Analysis of Relationship Between Two Quantitative Variables
Analysis of Relationship between Beta Diet and Cholesterol Intake
A scatter plot is a graphical representation of the correlation between two variables. In the above scatter plot of beta diet against cholesterol, the plots are scattered everywhere hence there is no strong relationship between the two variables. There is no clear trend in the plots. The plots, however, are scattered towards the positive direction which shows there is a slight positive relationship between the two variables. The two variables lack a strong linear correlation; there is no association between the two variables. The linear relationship is weak that we cannot rely on it.
The weak positive relationship between the beta diet and cholesterol is also seen in the value of the correlation. The results of computation by the STATKEY program show that the correlation coefficient between beta diet and cholesterol is 0.116. This value is close to zero thus representing a weak relationship between the two variables. We cannot establish a strong relationship between the two variables; an increase in the cholesterol variable is associated with a slight increase in the beta diet variable. From this value of correlation coefficient and the trends in the scatter plot we can conclude that there is no relationship between the cholesterol variable and beta diet variable.
I expected this kind of relationship between bet diet and cholesterol. Picking cholesterol as the independent variable and beta diet as a dependent variable means a relationship will only exist if a change in the cholesterol is associated with a change in beta diet. However, the two do not have a relationship hence this kind of scatter plot was expected.
Conclusion
As a student, this project has helped me build a strong knowledge in the descriptive analysis using STATKEY. Statistical analysis using STATKEY is so easy as compared to excel since it is easier to obtain summary statistics and graphical analysis without performing complex calculations. For instance, in this project, we managed to analyze nutrition study file using STATKEY. The project shows how descriptive statistical analysis of both categorical and quantitative variables is possible in STATKEY program. For quantitative variables, it is possible to calculate descriptive statistics such as mean, standard deviation, median, quartiles, minimum, and maximum values. Also, proportions and relative frequencies can be determined in the case of categorical variables. In this project, I was able to analyze the relationship between two categorical variables, two quantitative variables, and a quantitative and categorical variable. The use of summary statics and graphs in the analysis using STATKEY provides a comprehensive statistical overview of each variable and their relationship with other variables.

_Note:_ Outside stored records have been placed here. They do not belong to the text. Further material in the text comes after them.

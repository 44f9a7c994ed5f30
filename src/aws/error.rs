//! Error types for AWS CLI interaction.

use thiserror::Error;

/// Error type for running the `aws` CLI and parsing its output.
#[derive(Debug, Error)]
pub enum AwsError {
    /// The command could not be spawned at all.
    #[error("failed to execute command: {source}")]
    Spawn {
        /// Underlying I/O error
        #[source]
        source: std::io::Error,
    },

    /// The command ran but exited non-zero.
    #[error("command failed: {stderr}")]
    CommandFailed {
        /// Captured stderr from the command
        stderr: String,
    },

    /// The command produced more output than the safety limit allows.
    #[error("response too large: {len} bytes")]
    ResponseTooLarge {
        /// Size of the stdout buffer
        len: usize,
    },

    /// The command produced non-UTF-8 output.
    #[error("invalid UTF-8 in command output: {0}")]
    InvalidUtf8(#[from] std::string::FromUtf8Error),

    /// The JSON payload did not match the expected shape.
    #[error("error parsing JSON at '{path}': {source}")]
    Json {
        /// Path into the JSON document where parsing failed
        path: String,
        /// Underlying serde error
        #[source]
        source: serde_json::Error,
    },
}
//! IPv4 CIDR notation utilities.
//!
//! Provides the [`Cidr`] struct for representing IPv4 address blocks in
//! CIDR notation, along with mask helpers used to normalize host bits.

use std::net::Ipv4Addr;
use std::str::FromStr;

use thiserror::Error;

/// Maximum length for an IPv4 prefix (32 bits).
pub const MAX_LENGTH: u8 = 32;

/// Error parsing a CIDR block string.
#[derive(Debug, Error, PartialEq, Eq)]
pub enum CidrError {
    /// The string is not in "address/prefix" form.
    #[error("invalid CIDR format '{0}': expected address/prefix")]
    Format(String),
    /// The address part does not parse as an IPv4 address.
    #[error("invalid IP address '{0}'")]
    Address(String),
    /// The prefix length part does not parse or exceeds /32.
    #[error("invalid prefix length '{0}'")]
    PrefixLength(String),
}

/// Convert a CIDR prefix length to a subnet mask as u32.
pub fn get_cidr_mask(len: u8) -> Result<u32, CidrError> {
    if len > MAX_LENGTH {
        Err(CidrError::PrefixLength(len.to_string()))
    } else {
        let right_len = MAX_LENGTH - len;
        let all_bits = u32::MAX as u64;

        let mask = (all_bits >> right_len) << right_len;

        Ok(mask as u32)
    }
}

/// Get the network address for a given IP and prefix length.
///
/// Host bits below the prefix are cleared.
pub fn network_addr(addr: Ipv4Addr, len: u8) -> Result<Ipv4Addr, CidrError> {
    let mask = get_cidr_mask(len)?;
    Ok(Ipv4Addr::from(u32::from(addr) & mask))
}

/// IPv4 address block in CIDR notation.
#[derive(Eq, Ord, Debug, Copy, Clone, Hash)]
pub struct Cidr {
    /// The network address (host bits cleared on parse).
    pub addr: Ipv4Addr,
    /// The prefix length (0-32).
    pub prefix_len: u8,
}

impl Cidr {
    /// Parse a CIDR string (e.g., "10.0.0.0/24").
    ///
    /// Host bits set below the prefix are masked off rather than rejected,
    /// so "10.0.0.5/24" parses as 10.0.0.0/24.
    pub fn parse(block: &str) -> Result<Cidr, CidrError> {
        let block = block.trim();
        let parts: Vec<&str> = block.split('/').collect();
        if parts.len() != 2 {
            return Err(CidrError::Format(block.to_string()));
        }
        let addr: Ipv4Addr = parts[0]
            .parse()
            .map_err(|_| CidrError::Address(parts[0].to_string()))?;
        let prefix_len: u8 = parts[1]
            .parse()
            .map_err(|_| CidrError::PrefixLength(parts[1].to_string()))?;
        if prefix_len > MAX_LENGTH {
            return Err(CidrError::PrefixLength(parts[1].to_string()));
        }
        let addr = network_addr(addr, prefix_len)?;
        Ok(Cidr { addr, prefix_len })
    }
}

impl FromStr for Cidr {
    type Err = CidrError;

    fn from_str(s: &str) -> Result<Self, Self::Err> {
        Cidr::parse(s)
    }
}

impl std::fmt::Display for Cidr {
    fn fmt(&self, f: &mut std::fmt::Formatter) -> std::fmt::Result {
        write!(f, "{}/{}", self.addr, self.prefix_len)
    }
}

impl PartialEq for Cidr {
    fn eq(&self, other: &Cidr) -> bool {
        self.addr == other.addr && self.prefix_len == other.prefix_len
    }
}

impl PartialOrd for Cidr {
    fn partial_cmp(&self, other: &Cidr) -> Option<std::cmp::Ordering> {
        Some(self.cmp(other))
    }
}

Nutrition study analysis is important to project in our daily lives. The study shows how different lifestyles affect our lives. It is therefore important to show the relationship between the nutrition variables and lifestyle diseases to make such studies helpful. Therefore, I think the variable “lifestyle diseases” should be gathered next time to increase the depth of this analysis. Gathering this variable will make it possible to establish the relationship between various nutrition lifestyle and lifestyle diseases. Obtaining scatter plot and correlation coefficients for such relationship will show if a certain nutrition lifestyle help increases or decrease the risk of lifestyle diseases. Also, the above dataset is gender biased; a large portion of subjects under study are females. Nutrition study is a sensitive topic which cut across all genders. It is therefore important to gather more information on the gender variable such that it has an equal number of females and males.
References
Dini, L. (2016). EDTC 810: Statistics for Educational Research Dr. Glazer May 6, 2016.
Tintle, N., Chance, B. L., Cobb, G. W., Rossman, A. J., Roy, S., Swanson, T., & VanderStoep, J. (2015). Introduction to Statistical Investigations: High School Binding . John Wiley.